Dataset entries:
--------------------------------------------------

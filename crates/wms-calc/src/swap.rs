//! 批號/序號調換
//!
//! 作業員掃描到與預留不同的批號時，把分配行改指向掃描到的批號。
//! 新批號優先取自未預留的庫存，不足時向其他調撥單尚未作業的分配行取回，
//! 被取回的一方改持有被換出的批號，物料的預留總量保持不變。

use rust_decimal::Decimal;
use std::collections::{BTreeMap, BTreeSet};
use wms_core::{
    AllocationId, LocationId, LotId, ProductId, Result, Rounding, TransferId, Warehouse, WmsError,
};

use crate::splitter::Splitter;

/// 掃描要求的批號與數量
#[derive(Debug, Clone, PartialEq, Eq)]
pub struct LotRequest {
    pub name: String,
    pub quantity: Decimal,
}

impl LotRequest {
    pub fn new(name: impl Into<String>, quantity: Decimal) -> Self {
        Self {
            name: name.into(),
            quantity,
        }
    }
}

/// 調換結果
#[derive(Debug, Clone, Default, PartialEq, Eq)]
pub struct SwapReport {
    /// 本調撥單中改持新批號的分配行
    pub swapped: Vec<AllocationId>,

    /// 受影響（已寫入審計記錄）的調撥單
    pub transfers: BTreeSet<TransferId>,
}

impl SwapReport {
    pub fn is_empty(&self) -> bool {
        self.swapped.is_empty()
    }
}

/// 分配行的庫存維度
#[derive(Debug, Clone, Copy, PartialEq, Eq)]
struct StockKey {
    location: LocationId,
    package: Option<wms_core::PackageId>,
    lot: Option<LotId>,
    owner: Option<wms_core::PartnerId>,
}

impl StockKey {
    fn of(allocation: &wms_core::Allocation) -> Self {
        Self {
            location: allocation.location_src,
            package: allocation.package,
            lot: allocation.lot,
            owner: allocation.owner,
        }
    }

    fn assign(&self, store: &mut Warehouse, id: AllocationId) -> Result<()> {
        let allocation = store.allocation_mut(id)?;
        allocation.location_src = self.location;
        allocation.package = self.package;
        allocation.lot = self.lot;
        allocation.owner = self.owner;
        Ok(())
    }
}

/// 調換審計記錄（依調撥單彙整）
#[derive(Debug, Default)]
struct SwapNotes {
    lines: BTreeMap<TransferId, Vec<String>>,
}

impl SwapNotes {
    fn record(
        &mut self,
        transfer: Option<TransferId>,
        product: &str,
        quantity: Decimal,
        out_lot: &str,
        in_lot: &str,
    ) {
        if let Some(transfer) = transfer {
            self.lines.entry(transfer).or_default().push(format!(
                "{} 數量 {}：換出 {}，換入 {}",
                product, quantity, out_lot, in_lot
            ));
        }
    }

    fn post(self, store: &mut Warehouse) -> Result<BTreeSet<TransferId>> {
        let mut touched = BTreeSet::new();
        for (transfer, lines) in self.lines {
            store.post_note(transfer, format!("批號調換\n{}", lines.join("\n")))?;
            touched.insert(transfer);
        }
        Ok(touched)
    }
}

/// 批號調換器
pub struct Swapper;
impl Interpreter {
    // §7.1.1 ToPrimitive
    pub(crate) fn to_primitive(&mut self, val: &JsValue, hint: PrimitiveHint) -> JsResult<JsValue> {
        match val {
            JsValue::Empty | JsValue::List(_) => {
                Err(self.throw_type_error("cannot convert an internal value to a primitive"))
            }
            JsValue::Object(_) => {
                let exotic_key = PropertyKey::Symbol(self.well_known.to_primitive.clone());
                if let Some(method) = self.get_method(val, &exotic_key)? {
                    let hint_str = match hint {
                        PrimitiveHint::Default => "default",
                        PrimitiveHint::Number => "number",
                        PrimitiveHint::String => "string",
                    };
                    let result = self.call(&method, val, &[JsValue::string(hint_str)])?;
                    if result.is_object() {
                        return Err(self
                            .throw_type_error("Symbol.toPrimitive returned an object"));
                    }
                    return Ok(result);
                }
                let hint = if hint == PrimitiveHint::Default {
                    PrimitiveHint::Number
                } else {
                    hint
                };
                self.ordinary_to_primitive(val, hint)
            }
            other => Ok(other.clone()),
        }
    }

    // §7.1.1.1 OrdinaryToPrimitive
    pub(crate) fn ordinary_to_primitive(
        &mut self,
        val: &JsValue,
        hint: PrimitiveHint,
    ) -> JsResult<JsValue> {
        let method_names: [&str; 2] = if hint == PrimitiveHint::String {
            ["toString", "valueOf"]
        } else {
            ["valueOf", "toString"]
        };
        for name in method_names {
            let method = self.get_v(val, &PropertyKey::from_str(name))?;
            if self.is_callable(&method) {
                let result = self.call(&method, val, &[])?;
                if !result.is_object() {
                    return Ok(result);
                }
            }
        }
        Err(self.throw_type_error("cannot convert object to primitive value"))
    }

    // §7.1.4 ToNumber
    pub(crate) fn to_number(&mut self, val: &JsValue) -> JsResult<f64> {
        match val {
            JsValue::Empty | JsValue::List(_) => {
                Err(self.throw_type_error("cannot convert an internal value to a number"))
            }
            JsValue::Undefined => Ok(f64::NAN),
            JsValue::Null => Ok(0.0),
            JsValue::Boolean(b) => Ok(*b as u8 as f64),
            JsValue::Number(n) => Ok(*n),
            JsValue::String(s) => Ok(string_to_number(s)),
            JsValue::Symbol(_) => Err(self.throw_type_error("cannot convert a Symbol to a number")),
            JsValue::Object(_) => {
                let prim = self.to_primitive(val, PrimitiveHint::Number)?;
                self.to_number(&prim)
            }
        }
    }

    // §7.1.6–§7.1.12 — the fixed-width truncation family.
    pub(crate) fn to_int32(&mut self, val: &JsValue) -> JsResult<i32> {
        Ok(number_ops::to_int32(self.to_number(val)?))
    }

    pub(crate) fn to_uint32(&mut self, val: &JsValue) -> JsResult<u32> {
        Ok(number_ops::to_uint32(self.to_number(val)?))
    }

    pub(crate) fn to_int16(&mut self, val: &JsValue) -> JsResult<i16> {
        Ok(number_ops::to_int16(self.to_number(val)?))
    }

    pub(crate) fn to_uint16(&mut self, val: &JsValue) -> JsResult<u16> {
        Ok(number_ops::to_uint16(self.to_number(val)?))
    }

    pub(crate) fn to_int8(&mut self, val: &JsValue) -> JsResult<i8> {
        Ok(number_ops::to_int8(self.to_number(val)?))
    }

    pub(crate) fn to_uint8(&mut self, val: &JsValue) -> JsResult<u8> {
        Ok(number_ops::to_uint8(self.to_number(val)?))
    }

    pub(crate) fn to_uint8_clamp(&mut self, val: &JsValue) -> JsResult<u8> {
        Ok(number_ops::to_uint8_clamp(self.to_number(val)?))
    }

    // §7.1.5 ToIntegerOrInfinity
    pub(crate) fn to_integer_or_infinity(&mut self, val: &JsValue) -> JsResult<f64> {
        Ok(number_ops::to_integer_or_infinity(self.to_number(val)?))
    }

    // §7.1.20 ToLength
    pub(crate) fn to_length(&mut self, val: &JsValue) -> JsResult<u64> {
        let len = self.to_integer_or_infinity(val)?;
        if len <= 0.0 {
            return Ok(0);
        }
        Ok(len.min(2f64.powi(53) - 1.0) as u64)
    }

    // §7.1.17 ToString
    pub(crate) fn to_string_value(&mut self, val: &JsValue) -> JsResult<JsString> {
        match val {
            JsValue::Empty | JsValue::List(_) => {
                Err(self.throw_type_error("cannot convert an internal value to a string"))
            }
            JsValue::Undefined => Ok(JsString::from_str("undefined")),
            JsValue::Null => Ok(JsString::from_str("null")),
            JsValue::Boolean(b) => Ok(JsString::from_str(if *b { "true" } else { "false" })),
            JsValue::Number(n) => Ok(JsString::from_str(&number_ops::to_string(*n))),
            JsValue::String(s) => Ok(s.clone()),
            JsValue::Symbol(_) => Err(self.throw_type_error("cannot convert a Symbol to a string")),
            JsValue::Object(_) => {
                let prim = self.to_primitive(val, PrimitiveHint::String)?;
                self.to_string_value(&prim)
            }
        }
    }

    // §7.1.18 ToObject
    pub(crate) fn to_object(&mut self, val: &JsValue) -> JsResult<JsValue> {
        match val {
            JsValue::Empty | JsValue::List(_) => {
                Err(self.throw_type_error("cannot convert an internal value to an object"))
            }
            JsValue::Undefined | JsValue::Null => {
                Err(self.throw_type_error(&format!("cannot convert {val} to an object")))
            }
            JsValue::String(s) => {
                let obj = self.create_string_object(s.clone());
                Ok(self.object_value(&obj))
            }
            JsValue::Boolean(_) | JsValue::Number(_) | JsValue::Symbol(_) => {
                // Boxed primitives other than String carry their value only
                // for diagnostics; no Number/Boolean prototype surface is in
                // scope for this machine.
                let proto = self.intrinsic(Intrinsic::ObjectPrototype);
                let obj = self.create_object(Some(proto), ObjectKind::Ordinary);
                Ok(self.object_value(&obj))
            }
            JsValue::Object(_) => Ok(val.clone()),
        }
    }

    // §7.1.19 ToPropertyKey
    pub(crate) fn to_property_key(&mut self, val: &JsValue) -> JsResult<PropertyKey> {
        let key = self.to_primitive(val, PrimitiveHint::String)?;
        match key {
            JsValue::Symbol(s) => Ok(PropertyKey::Symbol(s)),
            other => Ok(PropertyKey::String(self.to_string_value(&other)?)),
        }
    }

    // §7.2.3 IsCallable
    pub(crate) fn is_callable(&self, val: &JsValue) -> bool {
        if let JsValue::Object(o) = val
            && let Some(obj) = self.get_object(o.id)
        {
            return obj.borrow().callable.is_some();
        }
        false
    }

    // §7.2.4 IsConstructor
    pub(crate) fn is_constructor(&self, val: &JsValue) -> bool {
        if let JsValue::Object(o) = val
            && let Some(obj) = self.get_object(o.id)
        {
            return match &obj.borrow().callable {
                Some(JsFunction::Ecma(slots)) => {
                    slots.this_mode != ThisMode::Lexical
                        && obj.borrow().has_own(&PropertyKey::from_str("prototype"))
                }
                Some(JsFunction::Builtin { construct, .. }) => *construct,
                None => false,
            };
        }
        false
    }

    // §7.2.13 IsLessThan — `None` is the spec's *undefined* (NaN involved).
    pub(crate) fn is_less_than(
        &mut self,
        x: &JsValue,
        y: &JsValue,
        left_first: bool,
    ) -> JsResult<Option<bool>> {
        let (px, py) = if left_first {
            let px = self.to_primitive(x, PrimitiveHint::Number)?;
            let py = self.to_primitive(y, PrimitiveHint::Number)?;
            (px, py)
        } else {
            let py = self.to_primitive(y, PrimitiveHint::Number)?;
            let px = self.to_primitive(x, PrimitiveHint::Number)?;
            (px, py)
        };
        if let (JsValue::String(a), JsValue::String(b)) = (&px, &py) {
            return Ok(Some(a.code_units < b.code_units));
        }
        let nx = self.to_number(&px)?;
        let ny = self.to_number(&py)?;
        if nx.is_nan() || ny.is_nan() {
            return Ok(None);
        }
        Ok(Some(nx < ny))
    }

    // §7.2.14 IsLooselyEqual — layered on strict equality and ToPrimitive.
    pub(crate) fn abstract_equality(&mut self, x: &JsValue, y: &JsValue) -> JsResult<bool> {
        match (x, y) {
            (JsValue::Undefined | JsValue::Null, JsValue::Undefined | JsValue::Null) => Ok(true),
            (JsValue::Number(_), JsValue::String(s)) => {
                let n = JsValue::Number(string_to_number(s));
                self.abstract_equality(x, &n)
            }
            (JsValue::String(s), JsValue::Number(_)) => {
                let n = JsValue::Number(string_to_number(s));
                self.abstract_equality(&n, y)
            }
            (JsValue::Boolean(b), _) => {
                let n = JsValue::Number(*b as u8 as f64);
                self.abstract_equality(&n, y)
            }
            (_, JsValue::Boolean(b)) => {
                let n = JsValue::Number(*b as u8 as f64);
                self.abstract_equality(x, &n)
            }
            (JsValue::Number(_) | JsValue::String(_) | JsValue::Symbol(_), JsValue::Object(_)) => {
                let prim = self.to_primitive(y, PrimitiveHint::Default)?;
                self.abstract_equality(x, &prim)
            }
            (JsValue::Object(_), JsValue::Number(_) | JsValue::String(_) | JsValue::Symbol(_)) => {
                let prim = self.to_primitive(x, PrimitiveHint::Default)?;
                self.abstract_equality(&prim, y)
            }
            _ => Ok(strict_equality(x, y)),
        }
    }
}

--------------------------------------------------

EXERCISE BRIEF:
In the records above, locate every line with the string "store" and copy it.

TASK RESPONSE:
    fn assign(&self, store: &mut Warehouse, id: AllocationId) -> Result<()> {
        let allocation = store.allocation_mut(id)?;
    fn post(self, store: &mut Warehouse) -> Result<BTreeSet<TransferId>> {
            store.post_note(transfer, format!("批號調換\n{}", lines.join("\n")))?;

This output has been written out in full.